TASK BRIEF ▸
Beginning at the first line of the data, print each line exactly, stopping after the line that contains "pub fn from_rows(rows: Vec<Vec<f64>>)".

SUPPLIED RECORDS ▸

// File: crates/cellplot-core/src/table.rs
// Summary: Numeric table model and loader for simulator output (whitespace or CSV rows).

use std::path::Path;

use log::debug;

use crate::error::{PlotError, Result, RowFault};

/// How columns are separated in the input file.
#[derive(Clone, Copy, Debug, Default, PartialEq, Eq)]
pub enum TableFormat {
    /// Runs of spaces/tabs, as written by the simulator.
    #[default]
    Whitespace,
    /// Comma-separated, no header row.
    Csv,
}

/// Immutable row-major grid of `f64`.
/// Contract: at least one row and two columns; every row has the same width.
#[derive(Clone, Debug, PartialEq)]
pub struct Table {
    rows: usize,
    columns: usize,
    data: Vec<f64>,
}

impl Table {
    /// Build a table from in-memory rows, with the same checks as the loader.
    /// Rows are numbered from 1 in errors.
    pub fn from_rows(rows: Vec<Vec<f64>>) -> Result<Self> {
        let mut b = TableBuilder::default();
        for (i, row) in rows.into_iter().enumerate() {
            b.push_values(i + 1, row)?;
        }
        b.finish()
    }

    pub fn row_count(&self) -> usize { self.rows }
    pub fn column_count(&self) -> usize { self.columns }

    /// Value at `(row, column)`, `None` when either index is out of bounds.
    pub fn get(&self, row: usize, column: usize) -> Option<f64> {
        if row >= self.rows || column >= self.columns {
            return None;
        }
        Some(self.data[row * self.columns + column])
    }

    pub fn row(&self, row: usize) -> Option<&[f64]> {
        if row >= self.rows {
            return None;
        }
        let start = row * self.columns;
        Some(&self.data[start..start + self.columns])
    }

    pub fn rows(&self) -> impl Iterator<Item = &[f64]> {
        self.data.chunks_exact(self.columns)
    }

    /// Copy out one column.
    pub fn column(&self, index: usize) -> Result<Vec<f64>> {
        self.check_column(index)?;
        Ok(self.rows().map(|r| r[index]).collect())
    }

    pub fn check_column(&self, index: usize) -> Result<()> {
        if index >= self.columns {
            return Err(PlotError::IndexOutOfRange { index, columns: self.columns });
        }
        Ok(())
    }
}

/// Load a whitespace-delimited table.
pub fn load(path: impl AsRef<Path>) -> Result<Table> {
    load_with(path, TableFormat::Whitespace)
}

pub fn load_with(path: impl AsRef<Path>, format: TableFormat) -> Result<Table> {
    let path = path.as_ref();
    let text = match std::fs::read_to_string(path) {
        Ok(t) => t,
        Err(e) if e.kind() == std::io::ErrorKind::NotFound => {
            return Err(PlotError::FileNotFound(path.to_path_buf()));
        }
        Err(e) => return Err(e.into()),
    };
    let table = parse_str(&text, format)?;
    debug!(
        "loaded {}: {} rows x {} columns",
        path.display(),
        table.row_count(),
        table.column_count()
    );
    Ok(table)
}

/// Parse table text. Blank lines and lines starting with `#` are skipped.
pub fn parse_str(text: &str, format: TableFormat) -> Result<Table> {
    let mut b = TableBuilder::default();
    match format {
        TableFormat::Whitespace => {
            for (i, line) in text.lines().enumerate() {
                let line = line.trim();
                if line.is_empty() || line.starts_with('#') {
                    continue;
                }
                b.push_tokens(i + 1, line.split_whitespace())?;
            }
        }
        TableFormat::Csv => {
            let mut rdr = csv::ReaderBuilder::new()
                .has_headers(false)
                .flexible(true)
                .comment(Some(b'#'))
                .trim(csv::Trim::All)
                .from_reader(text.as_bytes());
            for rec in rdr.records() {
                let rec = rec?;
                let line = rec.position().map(|p| p.line() as usize).unwrap_or(0);
                // the reader only sees `#` in the first byte; indented comments land here
                if rec.iter().all(str::is_empty) || rec.get(0).is_some_and(|f| f.starts_with('#')) {
                    continue;
                }
                b.push_tokens(line, rec.iter())?;
            }
        }
    }
    b.finish()
}

#[derive(Default)]
struct TableBuilder {
    columns: Option<usize>,
    rows: usize,
    data: Vec<f64>,
}

impl TableBuilder {
    fn push_tokens<'a>(&mut self, line: usize, tokens: impl Iterator<Item = &'a str>) -> Result<()> {
        let tokens: Vec<&str> = tokens.collect();
        self.check_width(line, tokens.len())?;
        for tok in tokens {
            let v = tok.parse::<f64>().map_err(|_| PlotError::MalformedRow {
                line,
                fault: RowFault::NotANumber(tok.to_string()),
            })?;
            self.data.push(v);
        }
        self.rows += 1;
        Ok(())
    }

    fn push_values(&mut self, line: usize, values: Vec<f64>) -> Result<()> {
        self.check_width(line, values.len())?;
        self.data.extend(values);
        self.rows += 1;
        Ok(())
    }

    fn check_width(&mut self, line: usize, found: usize) -> Result<()> {
        match self.columns {
            None => {
                if found < 2 {
                    return Err(PlotError::TooFewColumns(found));
                }
                self.columns = Some(found);
            }
            Some(expected) if expected != found => {
                return Err(PlotError::MalformedRow {
                    line,
                    fault: RowFault::Ragged { expected, found },
                });
            }
            Some(_) => {}
        }
        Ok(())
    }

    fn finish(self) -> Result<Table> {
        match self.columns {
            Some(columns) if self.rows > 0 => Ok(Table { rows: self.rows, columns, data: self.data }),
            _ => Err(PlotError::EmptyTable),
        }
    }
}

#[cfg(test)]
mod tests {
    use super::*;

    #[test]
    fn parses_scientific_notation_and_tabs() {
        let t = parse_str("0.0\t-8.4e1  1E-3\n1.5 -8.39e+01\t2e-3\n", TableFormat::Whitespace).unwrap();
        assert_eq!(t.row_count(), 2);
        assert_eq!(t.column_count(), 3);
        assert_eq!(t.get(0, 1), Some(-84.0));
        assert_eq!(t.get(1, 2), Some(0.002));
        assert_eq!(t.get(2, 0), None);
    }

    #[test]
    fn skips_blank_and_comment_lines() {
        let t = parse_str("# t V\n\n0 1\n   \n1 2\n", TableFormat::Whitespace).unwrap();
        assert_eq!(t.row_count(), 2);
        assert_eq!(t.row(1), Some(&[1.0, 2.0][..]));
    }

    #[test]
    fn reports_physical_line_of_bad_token() {
        let err = parse_str("0 1\n\n1 abc\n", TableFormat::Whitespace).unwrap_err();
        match err {
            PlotError::MalformedRow { line, fault } => {
                assert_eq!(line, 3);
                assert_eq!(fault, RowFault::NotANumber("abc".into()));
            }
            other => panic!("unexpected error: {other}"),
        }
    }

    #[test]
    fn rejects_single_column_and_empty_input() {
        assert!(matches!(parse_str("1\n2\n", TableFormat::Whitespace), Err(PlotError::TooFewColumns(1))));
        assert!(matches!(parse_str("\n# only a comment\n", TableFormat::Whitespace), Err(PlotError::EmptyTable)));
    }

    #[test]
    fn csv_rows_without_header() {
        let t = parse_str("0, 1.5, 2\n1,2.5,3\n", TableFormat::Csv).unwrap();
        assert_eq!(t.column(1).unwrap(), vec![1.5, 2.5]);
    }

    #[test]
    fn csv_skips_indented_comments_like_whitespace_mode() {
        let text = "  # t, V\n0,1\n\t# note\n1,2\n";
        let csv = parse_str(text, TableFormat::Csv).unwrap();
        let ws = parse_str(&text.replace(',', " "), TableFormat::Whitespace).unwrap();
        assert_eq!(csv.row_count(), 2);
        assert_eq!(csv.column(1).unwrap(), ws.column(1).unwrap());
    }

    #[test]
    fn csv_ragged_row_reports_line() {
        let err = parse_str("0,1,2\n1,2\n", TableFormat::Csv).unwrap_err();
        assert!(matches!(
            err,
            PlotError::MalformedRow { line: 2, fault: RowFault::Ragged { expected: 3, found: 2 } }
        ));
    }

    #[test]
    fn column_out_of_range() {
        let t = Table::from_rows(vec![vec![0.0, 1.0], vec![1.0, 2.0]]).unwrap();
        assert!(matches!(t.column(2), Err(PlotError::IndexOutOfRange { index: 2, columns: 2 })));
    }
}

OUTPUT OF THE EXERCISE ▸
// File: crates/cellplot-core/src/table.rs
// Summary: Numeric table model and loader for simulator output (whitespace or CSV rows).

use std::path::Path;

use log::debug;

use crate::error::{PlotError, Result, RowFault};

/// How columns are separated in the input file.
#[derive(Clone, Copy, Debug, Default, PartialEq, Eq)]
pub enum TableFormat {
    /// Runs of spaces/tabs, as written by the simulator.
    #[default]
    Whitespace,
    /// Comma-separated, no header row.
    Csv,
}

/// Immutable row-major grid of `f64`.
/// Contract: at least one row and two columns; every row has the same width.
#[derive(Clone, Debug, PartialEq)]
pub struct Table {
    rows: usize,
    columns: usize,
    data: Vec<f64>,
}

impl Table {
    /// Build a table from in-memory rows, with the same checks as the loader.
    /// Rows are numbered from 1 in errors.
    pub fn from_rows(rows: Vec<Vec<f64>>) -> Result<Self> {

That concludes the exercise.